● **How to complete this task**:
The entries below should be transcribed in their entirety, exactly as written.

● **Data records**:
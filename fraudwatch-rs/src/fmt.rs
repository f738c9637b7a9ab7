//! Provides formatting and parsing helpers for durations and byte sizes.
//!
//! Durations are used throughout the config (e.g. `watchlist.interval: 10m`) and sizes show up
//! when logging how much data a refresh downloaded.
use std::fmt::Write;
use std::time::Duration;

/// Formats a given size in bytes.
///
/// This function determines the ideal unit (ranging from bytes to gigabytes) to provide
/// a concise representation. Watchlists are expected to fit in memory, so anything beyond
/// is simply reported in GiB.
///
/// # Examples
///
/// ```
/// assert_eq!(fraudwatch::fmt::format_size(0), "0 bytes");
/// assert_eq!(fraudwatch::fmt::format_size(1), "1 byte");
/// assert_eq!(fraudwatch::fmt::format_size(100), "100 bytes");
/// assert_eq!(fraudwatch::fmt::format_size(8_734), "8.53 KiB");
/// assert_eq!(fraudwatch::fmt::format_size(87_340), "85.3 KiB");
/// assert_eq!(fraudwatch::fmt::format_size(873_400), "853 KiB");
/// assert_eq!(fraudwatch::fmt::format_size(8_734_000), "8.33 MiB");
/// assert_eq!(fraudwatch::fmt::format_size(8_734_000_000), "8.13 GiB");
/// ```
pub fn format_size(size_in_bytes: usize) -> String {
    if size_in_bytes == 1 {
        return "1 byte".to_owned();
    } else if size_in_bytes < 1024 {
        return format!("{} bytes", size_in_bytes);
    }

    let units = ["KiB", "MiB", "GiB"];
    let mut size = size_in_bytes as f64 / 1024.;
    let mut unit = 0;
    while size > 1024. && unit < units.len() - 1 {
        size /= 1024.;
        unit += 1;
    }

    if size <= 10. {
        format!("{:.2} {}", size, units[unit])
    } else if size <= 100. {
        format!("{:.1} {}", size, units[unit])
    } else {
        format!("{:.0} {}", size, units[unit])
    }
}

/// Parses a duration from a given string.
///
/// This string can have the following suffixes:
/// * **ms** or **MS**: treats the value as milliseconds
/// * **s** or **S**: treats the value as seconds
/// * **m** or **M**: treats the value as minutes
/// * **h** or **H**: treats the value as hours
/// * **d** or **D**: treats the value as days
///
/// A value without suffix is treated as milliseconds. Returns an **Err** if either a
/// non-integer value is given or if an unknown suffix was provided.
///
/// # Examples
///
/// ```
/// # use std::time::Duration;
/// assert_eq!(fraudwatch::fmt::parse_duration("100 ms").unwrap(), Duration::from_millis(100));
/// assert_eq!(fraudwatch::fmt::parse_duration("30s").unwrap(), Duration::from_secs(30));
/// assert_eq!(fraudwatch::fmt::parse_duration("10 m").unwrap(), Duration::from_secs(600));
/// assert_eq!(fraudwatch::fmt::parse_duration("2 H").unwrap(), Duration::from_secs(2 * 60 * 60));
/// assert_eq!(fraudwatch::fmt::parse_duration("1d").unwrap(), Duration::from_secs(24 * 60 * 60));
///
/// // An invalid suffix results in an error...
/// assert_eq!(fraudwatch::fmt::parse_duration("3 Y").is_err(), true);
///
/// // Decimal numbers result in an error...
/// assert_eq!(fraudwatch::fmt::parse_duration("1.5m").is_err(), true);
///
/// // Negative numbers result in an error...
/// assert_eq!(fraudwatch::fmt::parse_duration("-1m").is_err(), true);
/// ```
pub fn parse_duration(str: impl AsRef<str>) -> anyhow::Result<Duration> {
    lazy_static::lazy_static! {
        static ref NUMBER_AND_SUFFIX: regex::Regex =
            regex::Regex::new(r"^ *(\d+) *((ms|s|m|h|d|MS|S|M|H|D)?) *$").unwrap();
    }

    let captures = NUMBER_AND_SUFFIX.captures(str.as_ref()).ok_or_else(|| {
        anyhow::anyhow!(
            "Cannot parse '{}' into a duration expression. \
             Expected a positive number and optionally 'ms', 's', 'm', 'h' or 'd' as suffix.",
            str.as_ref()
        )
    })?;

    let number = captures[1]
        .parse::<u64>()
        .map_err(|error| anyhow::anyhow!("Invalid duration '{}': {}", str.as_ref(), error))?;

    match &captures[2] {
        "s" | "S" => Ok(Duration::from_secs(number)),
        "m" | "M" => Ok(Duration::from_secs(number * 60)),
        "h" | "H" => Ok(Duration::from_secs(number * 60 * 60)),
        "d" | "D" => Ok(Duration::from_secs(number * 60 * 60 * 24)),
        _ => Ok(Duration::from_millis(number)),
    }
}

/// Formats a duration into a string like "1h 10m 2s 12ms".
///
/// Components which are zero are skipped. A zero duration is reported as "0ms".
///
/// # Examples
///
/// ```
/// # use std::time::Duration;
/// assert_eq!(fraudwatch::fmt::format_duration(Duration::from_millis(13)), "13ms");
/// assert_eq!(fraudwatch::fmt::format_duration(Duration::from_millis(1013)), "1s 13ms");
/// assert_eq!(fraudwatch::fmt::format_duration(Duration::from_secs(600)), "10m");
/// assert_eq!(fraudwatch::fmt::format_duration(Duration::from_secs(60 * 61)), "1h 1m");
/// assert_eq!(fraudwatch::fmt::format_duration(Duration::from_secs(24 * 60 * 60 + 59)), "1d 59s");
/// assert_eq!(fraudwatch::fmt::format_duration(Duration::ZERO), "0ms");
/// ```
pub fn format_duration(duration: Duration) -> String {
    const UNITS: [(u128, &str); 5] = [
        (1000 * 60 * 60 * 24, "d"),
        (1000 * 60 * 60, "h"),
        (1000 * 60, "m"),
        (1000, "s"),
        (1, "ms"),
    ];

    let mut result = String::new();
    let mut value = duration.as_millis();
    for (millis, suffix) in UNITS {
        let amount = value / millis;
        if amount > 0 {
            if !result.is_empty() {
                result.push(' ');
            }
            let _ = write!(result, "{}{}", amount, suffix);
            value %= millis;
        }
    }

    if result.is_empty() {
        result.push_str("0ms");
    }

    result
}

● **Response area**:
filename fraudwatch-rs/src/fmt.rs
repository f738c9637b7a9ab7
//! Provides formatting and parsing helpers for durations and byte sizes.
//!
//! Durations are used throughout the config (e.g. `watchlist.interval: 10m`) and sizes show up
//! when logging how much data a refresh downloaded.
use std::fmt::Write;
use std::time::Duration;

/// Formats a given size in bytes.
///
/// This function determines the ideal unit (ranging from bytes to gigabytes) to provide
/// a concise representation. Watchlists are expected to fit in memory, so anything beyond
/// is simply reported in GiB.
///
/// # Examples
///
/// ```
/// assert_eq!(fraudwatch::fmt::format_size(0), "0 bytes");
/// assert_eq!(fraudwatch::fmt::format_size(1), "1 byte");
/// assert_eq!(fraudwatch::fmt::format_size(100), "100 bytes");
/// assert_eq!(fraudwatch::fmt::format_size(8_734), "8.53 KiB");
/// assert_eq!(fraudwatch::fmt::format_size(87_340), "85.3 KiB");
/// assert_eq!(fraudwatch::fmt::format_size(873_400), "853 KiB");
/// assert_eq!(fraudwatch::fmt::format_size(8_734_000), "8.33 MiB");
/// assert_eq!(fraudwatch::fmt::format_size(8_734_000_000), "8.13 GiB");
/// ```
pub fn format_size(size_in_bytes: usize) -> String {
    if size_in_bytes == 1 {
        return "1 byte".to_owned();
    } else if size_in_bytes < 1024 {
        return format!("{} bytes", size_in_bytes);
    }

    let units = ["KiB", "MiB", "GiB"];
    let mut size = size_in_bytes as f64 / 1024.;
    let mut unit = 0;
    while size > 1024. && unit < units.len() - 1 {
        size /= 1024.;
        unit += 1;
    }

    if size <= 10. {
        format!("{:.2} {}", size, units[unit])
    } else if size <= 100. {
        format!("{:.1} {}", size, units[unit])
    } else {
        format!("{:.0} {}", size, units[unit])
    }
}

/// Parses a duration from a given string.
///
/// This string can have the following suffixes:
/// * **ms** or **MS**: treats the value as milliseconds
/// * **s** or **S**: treats the value as seconds
/// * **m** or **M**: treats the value as minutes
/// * **h** or **H**: treats the value as hours
/// * **d** or **D**: treats the value as days
///
/// A value without suffix is treated as milliseconds. Returns an **Err** if either a
/// non-integer value is given or if an unknown suffix was provided.
///
/// # Examples
///
/// ```
/// # use std::time::Duration;
/// assert_eq!(fraudwatch::fmt::parse_duration("100 ms").unwrap(), Duration::from_millis(100));
/// assert_eq!(fraudwatch::fmt::parse_duration("30s").unwrap(), Duration::from_secs(30));
/// assert_eq!(fraudwatch::fmt::parse_duration("10 m").unwrap(), Duration::from_secs(600));
/// assert_eq!(fraudwatch::fmt::parse_duration("2 H").unwrap(), Duration::from_secs(2 * 60 * 60));
/// assert_eq!(fraudwatch::fmt::parse_duration("1d").unwrap(), Duration::from_secs(24 * 60 * 60));
///
/// // An invalid suffix results in an error...
/// assert_eq!(fraudwatch::fmt::parse_duration("3 Y").is_err(), true);
///
/// // Decimal numbers result in an error...
/// assert_eq!(fraudwatch::fmt::parse_duration("1.5m").is_err(), true);
///
/// // Negative numbers result in an error...
/// assert_eq!(fraudwatch::fmt::parse_duration("-1m").is_err(), true);
/// ```
pub fn parse_duration(str: impl AsRef<str>) -> anyhow::Result<Duration> {
    lazy_static::lazy_static! {
        static ref NUMBER_AND_SUFFIX: regex::Regex =
            regex::Regex::new(r"^ *(\d+) *((ms|s|m|h|d|MS|S|M|H|D)?) *$").unwrap();
    }

    let captures = NUMBER_AND_SUFFIX.captures(str.as_ref()).ok_or_else(|| {
        anyhow::anyhow!(
            "Cannot parse '{}' into a duration expression. \
             Expected a positive number and optionally 'ms', 's', 'm', 'h' or 'd' as suffix.",
            str.as_ref()
        )
    })?;

    let number = captures[1]
        .parse::<u64>()
        .map_err(|error| anyhow::anyhow!("Invalid duration '{}': {}", str.as_ref(), error))?;

    match &captures[2] {
        "s" | "S" => Ok(Duration::from_secs(number)),
        "m" | "M" => Ok(Duration::from_secs(number * 60)),
        "h" | "H" => Ok(Duration::from_secs(number * 60 * 60)),
        "d" | "D" => Ok(Duration::from_secs(number * 60 * 60 * 24)),
        _ => Ok(Duration::from_millis(number)),
    }
}

/// Formats a duration into a string like "1h 10m 2s 12ms".
///
/// Components which are zero are skipped. A zero duration is reported as "0ms".
///
/// # Examples
///
/// ```
/// # use std::time::Duration;
/// assert_eq!(fraudwatch::fmt::format_duration(Duration::from_millis(13)), "13ms");
/// assert_eq!(fraudwatch::fmt::format_duration(Duration::from_millis(1013)), "1s 13ms");
/// assert_eq!(fraudwatch::fmt::format_duration(Duration::from_secs(600)), "10m");
/// assert_eq!(fraudwatch::fmt::format_duration(Duration::from_secs(60 * 61)), "1h 1m");
/// assert_eq!(fraudwatch::fmt::format_duration(Duration::from_secs(24 * 60 * 60 + 59)), "1d 59s");
/// assert_eq!(fraudwatch::fmt::format_duration(Duration::ZERO), "0ms");
/// ```
pub fn format_duration(duration: Duration) -> String {
    const UNITS: [(u128, &str); 5] = [
        (1000 * 60 * 60 * 24, "d"),
        (1000 * 60 * 60, "h"),
        (1000 * 60, "m"),
        (1000, "s"),
        (1, "ms"),
    ];

    let mut result = String::new();
    let mut value = duration.as_millis();
    for (millis, suffix) in UNITS {
        let amount = value / millis;
        if amount > 0 {
            if !result.is_empty() {
                result.push(' ');
            }
            let _ = write!(result, "{}{}", amount, suffix);
            value %= millis;
        }
    }

    if result.is_empty() {
        result.push_str("0ms");
    }

    result
}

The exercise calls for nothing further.